The petition is untimely unless the Petitioner can demonstrate that the one-year limitations period should be tolled under § 2244(d)(1)(B)-(D). A petitioner must cite "rare and exceptional" circumstances to warrant equitable tolling, or that he was actively misled or prevented in some extraordinary way from asserting his rights. Ott v. Johnson, 192 F.3d 510, 513-514 (5th Cir. 1999). In response to the motion to dismiss, Dismuke claims that his lack legal knowledge prevented his timely filing. He further claims that he was suffering from debilitating depression.
First, it is routinely recognized that the lack of legal training, ignorance of the law and unfamiliarity with the legal process are insufficient to warrant equitable tolling. See United States v. Petty, 530 F.3d 361, 366 (5th Cir. 2008). As for the allegation of depression to toll the limitations period, the Fifth Circuit has recognized that mental illness may toll AEDPA's one-year statute. Fisher v. Johnson, 174 F.3d 710, 713-15 (5th Cir. 1999) (17 day stay in a psychiatric ward did not warrant equitable tolling). There is, however, no per se rule that mental illness mandates tolling. See Smith v. Kelly, 301 Fed. Appx. 375, 2008 WL 5155222 at **3-4 (5th Cir. Dec. 9, 2008) (conclusory allegations of mental illness are insufficient); Mcswain v. Davis, 287 Fed. Appx. 450, 2008 WL 2744640 at **5-6 (6th Cir. Jul. 15, 2008) (equitable tolling not applied for a petitioner diagnosed Dissociative Identity Disorder); Baeauchman v. Mahoney, 316 Fed. Appx. 647, 2009 WL 580727 at *1 (9th Cir. Feb. 18, 2009) (mental retardation resulting from brain injury did not justify equitable tolling); Rawlins v. Newton-Embry, 352 Fed. Appx. 273, 2009 WL 3627964 at *2 (10th Cir. Nov. 4, 2009) (nervous breakdown stemming from rape by a fellow inmate was insufficient to warrant equitable tolling). In order to be entitled to equitable tolling based on a mental incapacity, the petitioner must make a threshold showing of incompetence and must also demonstrate that the alleged incompetence affected his ability to file a timely habeas petition. See Laws v. Lamarque, 351 F.3d 919, 923 (9th Cir. 2003).

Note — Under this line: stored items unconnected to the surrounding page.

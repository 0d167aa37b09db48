//! Pluggable decision hooks consulted before a task is submitted.
//!
//! Each hook receives the facts extracted from a task payload and answers with
//! an approval or a score. [`PermissiveHooks`] approves everything and is the
//! default; real fraud, risk, and market models implement [`DecisionHooks`]
//! and are injected into [`KindRouter`](super::KindRouter).

use async_trait::async_trait;
use serde::Serialize;

/// Largest single token distribution accepted: one million tokens at 18 decimals.
pub const MAX_SINGLE_DISTRIBUTION: u128 = 1_000_000 * 10u128.pow(18);

/// Referral commission rates in basis points, by level (1-based).
pub const COMMISSION_RATES_BPS: [u128; 4] = [5_000, 2_500, 1_250, 625];

/// Timestamped proof-of-contact check-in, kept once the location is validated.
#[derive(Debug, Clone, PartialEq, Serialize)]
pub struct ContactRecord {
    /// User address.
    pub user: String,
    /// Reported latitude.
    pub latitude: f64,
    /// Reported longitude.
    pub longitude: f64,
    /// Beacon identifier.
    pub beacon_id: String,
    /// When the check-in was vetted (ms since epoch).
    pub timestamp_ms: u128,
}

impl ContactRecord {
    /// `"<latitude>,<longitude>"`, the location string stored with the record.
    pub fn location(&self) -> String {
        format!("{},{}", self.latitude, self.longitude)
    }
}

/// Strategy interface for domain decisions.
///
/// Every method has a permissive default so implementations only override
/// the checks they care about.
#[async_trait]
pub trait DecisionHooks: Send + Sync + 'static {
    /// Approve a token distribution after the built-in address and amount checks.
    async fn approve_distribution(&self, _recipient: &str, _amount: u128, _reason: &str) -> bool {
        true
    }

    /// Performance multiplier applied to a broker's commission.
    async fn broker_multiplier(&self, _broker: &str) -> f64 {
        1.0
    }

    /// Current ETH price in quote units, `None` when unavailable.
    async fn eth_price(&self) -> Option<f64> {
        None
    }

    /// Historical average token price, `None` when unavailable.
    async fn historical_avg_price(&self) -> Option<f64> {
        None
    }

    /// Fraud screen for an order payment; `false` blocks it.
    async fn approve_payment(&self, _order_id: u64, _is_release: bool) -> bool {
        true
    }

    /// Enhanced risk score derived from the submitted base score.
    async fn enhanced_risk(&self, _user: &str, base_score: u64) -> u64 {
        base_score
    }

    /// Validate a proof-of-contact location report.
    async fn validate_location(
        &self,
        _user: &str,
        _latitude: f64,
        _longitude: f64,
        _beacon_id: &str,
    ) -> bool {
        true
    }

    /// Persist a validated check-in, e.g. by minting a timestamp token.
    /// Runs before the submission and cannot veto it.
    async fn record_contact(&self, _record: &ContactRecord) {}
}

/// Hooks that approve everything and leave scores untouched.
#[derive(Debug, Clone, Copy, Default)]
pub struct PermissiveHooks;

impl DecisionHooks for PermissiveHooks {}

/// Whether `candidate` looks like a 20-byte hex address with `0x` prefix.
pub fn is_address(candidate: &str) -> bool {
    candidate
        .strip_prefix("0x")
        .is_some_and(|hex| hex.len() == 40 && hex.bytes().all(|b| b.is_ascii_hexdigit()))
}

/// Built-in distribution checks: a well-formed recipient and a bounded amount.
pub fn distribution_within_limits(recipient: &str, amount: u128) -> bool {
    is_address(recipient) && amount <= MAX_SINGLE_DISTRIBUTION
}

/// Commission owed for a sale at `level`, scaled by the broker multiplier.
/// Levels outside 1..=4 earn nothing.
#[allow(
    clippy::cast_precision_loss,
    clippy::cast_possible_truncation,
    clippy::cast_sign_loss
)]
pub fn commission_for(sale_amount: u128, level: u32, multiplier: f64) -> u128 {
    let Some(rate) = level
        .checked_sub(1)
        .and_then(|i| COMMISSION_RATES_BPS.get(i as usize))
    else {
        return 0;
    };
    let base = sale_amount.saturating_mul(*rate) / 10_000;
    if (multiplier - 1.0).abs() < f64::EPSILON {
        return base;
    }
    (base as f64 * multiplier.max(0.0)) as u128
}

/// Whether a liquidity change is favourable given current and historical prices.
///
/// Additions need the implied token price at or above 95% of the historical
/// average, removals at or above 110%. Zero amounts and missing price data
/// allow the operation.
pub fn liquidity_favourable(
    eth_amount: u128,
    token_amount: u128,
    is_addition: bool,
    eth_price: Option<f64>,
    avg_price: Option<f64>,
) -> bool {
    if eth_amount == 0 || token_amount == 0 {
        return true;
    }
    let (Some(eth_price), Some(avg_price)) = (eth_price, avg_price) else {
        return true;
    };
    #[allow(clippy::cast_precision_loss)]
    let implied = eth_amount as f64 * eth_price / token_amount as f64;
    let floor = if is_addition { 0.95 } else { 1.1 };
    implied >= avg_price * floor
}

Disumke attached medical records to his traverse, showing that he was diagnosed with depression on December 5, 2005. These same medical records include a note that "his intelligence is estimated to be within the average range" and that "some degree of embellishment or malingering is likely." As demonstrated by his state court pleadings, the depression did not interfere with his ability to pursue review of his conviction and sentence. To the contrary, Dismuke was able to participate in a direct appeal and a motion for rehearing, file a petition for certiorari to the State Supreme Court followed by a petition for post-conviction relief and finally petition the United States Supreme Court for a writ of certiorari, all after his depression was diagnosed. Dismuke has not made any showing of incompetence or that the purported mental illness affected his ability to timely seek federal habeas relief.

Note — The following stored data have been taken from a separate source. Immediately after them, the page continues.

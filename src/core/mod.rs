//! Core scheduling abstractions: agents, tasks, selection, retries, and the tick loop.

pub mod agent;
pub mod audit;
pub mod error;
pub mod executor;
pub mod health;
pub mod hooks;
pub mod registry;
pub mod retry;
pub mod router;
pub mod scheduler;
pub mod selection;
pub mod task;
pub mod workflow;

pub use agent::{Agent, AgentConfig, AgentId, INITIAL_RELIABILITY};
pub use audit::{
    build_audit_event, AuditAction, AuditEvent, AuditSink, AuditTrail, InMemoryAuditSink,
};
pub use error::{AppResult, ExecutionError, OrchestratorError};
pub use executor::TaskExecutor;
pub use health::{HealthAlert, HealthMonitor, HealthThresholds};
pub use hooks::{ContactRecord, DecisionHooks, PermissiveHooks};
pub use registry::{AgentRegistry, TaskRegistry};
pub use retry::{BackoffPolicy, RetrySupervisor, SupervisedOutcome};
pub use router::{Action, KindRouter, Submission, Submitter};
pub use scheduler::{Scheduler, Spawn, StopHandle, TickReport};
pub use selection::{compare_candidates, eligible_agents, select_agent};
pub use task::{Payload, Task, TaskId, TaskKind, TaskStatus};
pub use workflow::WorkflowRegistry;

Accordingly, Dismuke has not alleged the existence of any "rare and exceptional" circumstances that would permit the court to consider his petition. The doctrine of equitable tolling will not be used to breath life into his untimely habeas claims. Consequently, the petition must be dismissed with prejudice.
A final judgment in accordance with this opinion will be entered.
SO ORDERED, this the 29th day of September, 2010.